1] "Seeing" ultimately occurs in the occipital lobes at the back of the brain, and all the brain has to work with is nerve cells, action potentials of nerve cells exciting or inhibiting subsequent nerve cells... the brain does not "see" physical objects, nor the light from objects, it has only the signals from upstream nervous activity with which to abstract the experience of seeing.
2] Detection of edges, angles, shapes, lateral movements, rotations, and many other features are extracted within the ten layers of the retina before the signals leave out the optic nerve.
The surface of the cortex of the brain also has ten functional processing layers, and the retina is very much a specialized projection of the brain's cortical surface through the optic nerve to the back of the eyeball.
3] A pair of lateral geniculate nuclei take signals from each half of each retina and form six layers from the two eyes - six layers of processing structures. This is where much of the processing of depth is done by comparing and processing the different signals in adjacent layers from the two eyes.
4] Very many more things are going on... there is a very complicated system that allows you to shift your eyes from looking at one object to another without causing a mass movement of the background across the field of vision - so you can move around and move your eyes around and still percieve a "steady" field of view...
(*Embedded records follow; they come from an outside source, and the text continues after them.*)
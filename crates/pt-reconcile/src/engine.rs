use std::collections::BTreeMap;
use std::sync::Arc;
use std::time::Duration;

use pt_db::{LedgerStore, StoreError};
use pt_md::{fetch_last_price_bounded, Lookback, QuoteProvider};
use pt_portfolio::{
    buy_pnl, chart_series, held_quantity, holdings, validate_buy, validate_sell, ChartSeries,
    PnlPolicy,
};
use pt_schemas::money::round2;
use pt_schemas::{
    Account, AccountSummary, AccountUpdate, NewAccount, SellContext, StoredTrade, TradeRecord,
};
use rust_decimal::Decimal;
use serde::Serialize;
use uuid::Uuid;

use crate::request::{BuyOrder, RegisterOrder, SellOrder};
use crate::TradeError;

// ---------------------------------------------------------------------------
// Config
// ---------------------------------------------------------------------------

#[derive(Debug, Clone)]
pub struct EngineConfig {
    /// Window the execution quote is taken from.
    pub lookback: Lookback,
    /// Upper bound on a single quote fetch.
    pub quote_timeout: Duration,
    pub pnl_policy: PnlPolicy,
    /// Extra read-validate-commit cycles after a revision conflict.
    pub max_commit_retries: u32,
    /// Cash credited to a newly registered account.
    pub starting_balance: Decimal,
}

impl Default for EngineConfig {
    fn default() -> Self {
        Self {
            lookback: Lookback::default(),
            quote_timeout: Duration::from_millis(3000),
            pnl_policy: PnlPolicy::Replace,
            max_commit_retries: 5,
            starting_balance: Decimal::from(10_000),
        }
    }
}

// ---------------------------------------------------------------------------
// Receipts
// ---------------------------------------------------------------------------

#[derive(Debug, Clone, PartialEq, Eq, Serialize)]
pub struct BuyReceipt {
    pub trade_id: Uuid,
    /// Cash after the trade.
    pub balance: Decimal,
    /// `live_price × quantity`, rounded to cents.
    pub total_cost: Decimal,
    pub live_price: Decimal,
}

#[derive(Debug, Clone, PartialEq, Eq, Serialize)]
pub struct SellReceipt {
    pub trade_id: Uuid,
    pub balance: Decimal,
    /// `live_price × quantity`, rounded to cents.
    pub sale_value: Decimal,
    pub live_price: Decimal,
}

// ---------------------------------------------------------------------------
// Engine
// ---------------------------------------------------------------------------

/// Executes buys and sells against the ledger store.
///
/// Each trade reads the account (and, for sells, the symbol's trade history),
/// validates against that state, and commits the account update and trade
/// record together conditioned on the revision it read. A revision conflict
/// re-runs the whole cycle. The execution quote is fetched once per request.
pub struct ReconcileEngine {
    store: Arc<dyn LedgerStore>,
    quotes: Arc<dyn QuoteProvider>,
    cfg: EngineConfig,
}

impl ReconcileEngine {
    pub fn new(
        store: Arc<dyn LedgerStore>,
        quotes: Arc<dyn QuoteProvider>,
        cfg: EngineConfig,
    ) -> Self {
        Self { store, quotes, cfg }
    }

    pub fn config(&self) -> &EngineConfig {
        &self.cfg
    }

    pub fn store(&self) -> &Arc<dyn LedgerStore> {
        &self.store
    }

    pub fn quotes(&self) -> &Arc<dyn QuoteProvider> {
        &self.quotes
    }

    // -- accounts ----------------------------------------------------------

    pub async fn register(&self, order: RegisterOrder) -> Result<Account, TradeError> {
        let acct = self
            .store
            .create_account(NewAccount {
                account_id: order.account_id,
                name: order.name,
                email: order.email,
                starting_balance: self.cfg.starting_balance,
            })
            .await?;
        tracing::info!(account_id = %acct.account_id, "account registered");
        Ok(acct)
    }

    /// Name, cash and profit/loss, with absent numeric fields reported as 0.
    pub async fn balance(&self, account_id: &str) -> Result<AccountSummary, TradeError> {
        Ok(self.load_account(account_id).await?.summary())
    }

    async fn load_account(&self, account_id: &str) -> Result<Account, TradeError> {
        self.store
            .read_account(account_id)
            .await?
            .ok_or_else(|| TradeError::NotFound {
                account_id: account_id.to_string(),
            })
    }

    // -- positions ---------------------------------------------------------

    /// Held quantity of `symbol`, replayed from the trade log.
    pub async fn held_quantity(&self, account_id: &str, symbol: &str) -> Result<Decimal, TradeError> {
        let trades = self.store.stream_trades(account_id, Some(symbol)).await?;
        Ok(held_quantity(&trades, symbol))
    }

    pub async fn trades(&self, account_id: &str) -> Result<Vec<StoredTrade>, TradeError> {
        Ok(self.store.stream_trades(account_id, None).await?)
    }

    pub async fn holdings(&self, account_id: &str) -> Result<BTreeMap<String, Decimal>, TradeError> {
        let trades = self.store.stream_trades(account_id, None).await?;
        Ok(holdings(&trades))
    }

    pub async fn chart(&self, account_id: &str) -> Result<ChartSeries, TradeError> {
        let trades = self.store.stream_trades(account_id, None).await?;
        Ok(chart_series(&trades))
    }

    // -- quotes ------------------------------------------------------------

    /// Fresh execution quote. Never cached.
    pub async fn execution_quote(&self, symbol: &str) -> Result<Decimal, TradeError> {
        let unavailable = |reason: String| TradeError::QuoteUnavailable {
            symbol: symbol.to_string(),
            reason,
        };
        match fetch_last_price_bounded(
            self.quotes.as_ref(),
            symbol,
            &self.cfg.lookback,
            self.cfg.quote_timeout,
        )
        .await
        {
            Ok(Some(p)) if p > Decimal::ZERO => Ok(p),
            Ok(Some(p)) => Err(unavailable(format!("non-positive quote {p}"))),
            Ok(None) => Err(unavailable("no price data".to_string())),
            Err(e) => {
                tracing::warn!(symbol, provider = self.quotes.name(), error = %e, "quote fetch failed");
                Err(unavailable(e.to_string()))
            }
        }
    }

    // -- trades ------------------------------------------------------------

    pub async fn buy(&self, order: &BuyOrder) -> Result<BuyReceipt, TradeError> {
        let mut acct = self.load_account(&order.account_id).await?;
        let live = self.execution_quote(&order.symbol).await?;
        let reference = order.reference_price.unwrap_or(live);

        let mut conflicts = 0u32;
        loop {
            let approval = validate_buy(acct.balance_or_zero(), live, order.quantity)?;
            // The cost fits, so only an outsized reference price can overflow.
            let pnl = buy_pnl(live, reference, order.quantity)
                .ok_or(TradeError::MissingField("reference_price"))?;
            let new_balance = round2(acct.balance_or_zero() - approval.total_cost);
            let folded = self
                .cfg
                .pnl_policy
                .fold(acct.profit_or_zero(), acct.loss_or_zero(), pnl)
                .ok_or_else(|| TradeError::StoreFailure("profit/loss overflow".to_string()))?;

            let update = AccountUpdate {
                balance: Some(new_balance),
                profit: Some(folded.profit),
                loss: Some(folded.loss),
            };
            let record = TradeRecord::buy(
                order.symbol.clone(),
                order.quantity,
                live,
                reference,
                pnl.profit,
                pnl.loss,
            );

            match self
                .store
                .commit_trade(&order.account_id, acct.revision, &update, &record)
                .await
            {
                Ok(stored) => {
                    tracing::info!(
                        account_id = %order.account_id,
                        symbol = %order.symbol,
                        qty = %order.quantity,
                        price = %live,
                        balance = %new_balance,
                        "buy committed"
                    );
                    return Ok(BuyReceipt {
                        trade_id: stored.trade_id,
                        balance: new_balance,
                        total_cost: round2(approval.total_cost),
                        live_price: live,
                    });
                }
                Err(StoreError::Conflict { expected, actual }) => {
                    conflicts += 1;
                    self.check_retry_budget(&order.account_id, conflicts, expected, actual)?;
                    acct = self.load_account(&order.account_id).await?;
                }
                Err(e) => return Err(e.into()),
            }
        }
    }

    pub async fn sell(&self, order: &SellOrder) -> Result<SellReceipt, TradeError> {
        let mut acct = self.load_account(&order.account_id).await?;
        let live = self.execution_quote(&order.symbol).await?;

        let mut conflicts = 0u32;
        loop {
            // Read after the account so a trade committed in between surfaces
            // as a revision conflict rather than a stale position.
            let owned = self
                .held_quantity(&order.account_id, &order.symbol)
                .await?;
            validate_sell(owned, order.quantity)?;

            let sale_value = live
                .checked_mul(order.quantity)
                .ok_or_else(|| TradeError::StoreFailure("sale value overflow".to_string()))?;
            let new_balance = acct
                .balance_or_zero()
                .checked_add(sale_value)
                .map(round2)
                .ok_or_else(|| TradeError::StoreFailure("balance overflow".to_string()))?;

            let record = TradeRecord::sell(
                order.symbol.clone(),
                order.quantity,
                live,
                SellContext {
                    requested_quantity: order.quantity,
                    client_price: order.client_price,
                    total_value: order.total_value,
                    client_timestamp: order.client_timestamp.clone(),
                },
            );

            match self
                .store
                .commit_trade(
                    &order.account_id,
                    acct.revision,
                    &AccountUpdate::balance_only(new_balance),
                    &record,
                )
                .await
            {
                Ok(stored) => {
                    tracing::info!(
                        account_id = %order.account_id,
                        symbol = %order.symbol,
                        qty = %order.quantity,
                        price = %live,
                        balance = %new_balance,
                        "sell committed"
                    );
                    return Ok(SellReceipt {
                        trade_id: stored.trade_id,
                        balance: new_balance,
                        sale_value: round2(sale_value),
                        live_price: live,
                    });
                }
                Err(StoreError::Conflict { expected, actual }) => {
                    conflicts += 1;
                    self.check_retry_budget(&order.account_id, conflicts, expected, actual)?;
                    acct = self.load_account(&order.account_id).await?;
                }
                Err(e) => return Err(e.into()),
            }
        }
    }

    fn check_retry_budget(
        &self,
        account_id: &str,
        conflicts: u32,
        expected: u64,
        actual: u64,
    ) -> Result<(), TradeError> {
        if conflicts > self.cfg.max_commit_retries {
            tracing::warn!(account_id, conflicts, "commit retries exhausted");
            return Err(TradeError::StoreFailure(format!(
                "account {account_id} kept changing; gave up after {conflicts} conflicting commits"
            )));
        }
        tracing::debug!(account_id, expected, actual, attempt = conflicts, "revision conflict, retrying");
        Ok(())
    }
}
But ultimately we only perceive our own nervous system from the inside out; we don't actually see objects or light, we don't hear sounds, etc. We abstract our entire perception of the world... space, distance, size, color, perspective, time, motion, and all conceptual relations of these.
5] Just to be clear; when you watch a tennis match and think you are "seeing" the moving yellow ball, the part of the brain that process the identification of the shape as a ball, the part that processes the color yellow, and the part that processes the motion of the object... all three of those features are processed in physically separate and different structures. Yet, these are integrated by further processing and you "see" a moving yellow ball as a single whole object of perception - so the level and degree of feature detection, abstraction, and integration is very subtle and sophisticated. Virtually nothing is known about how it really works even today.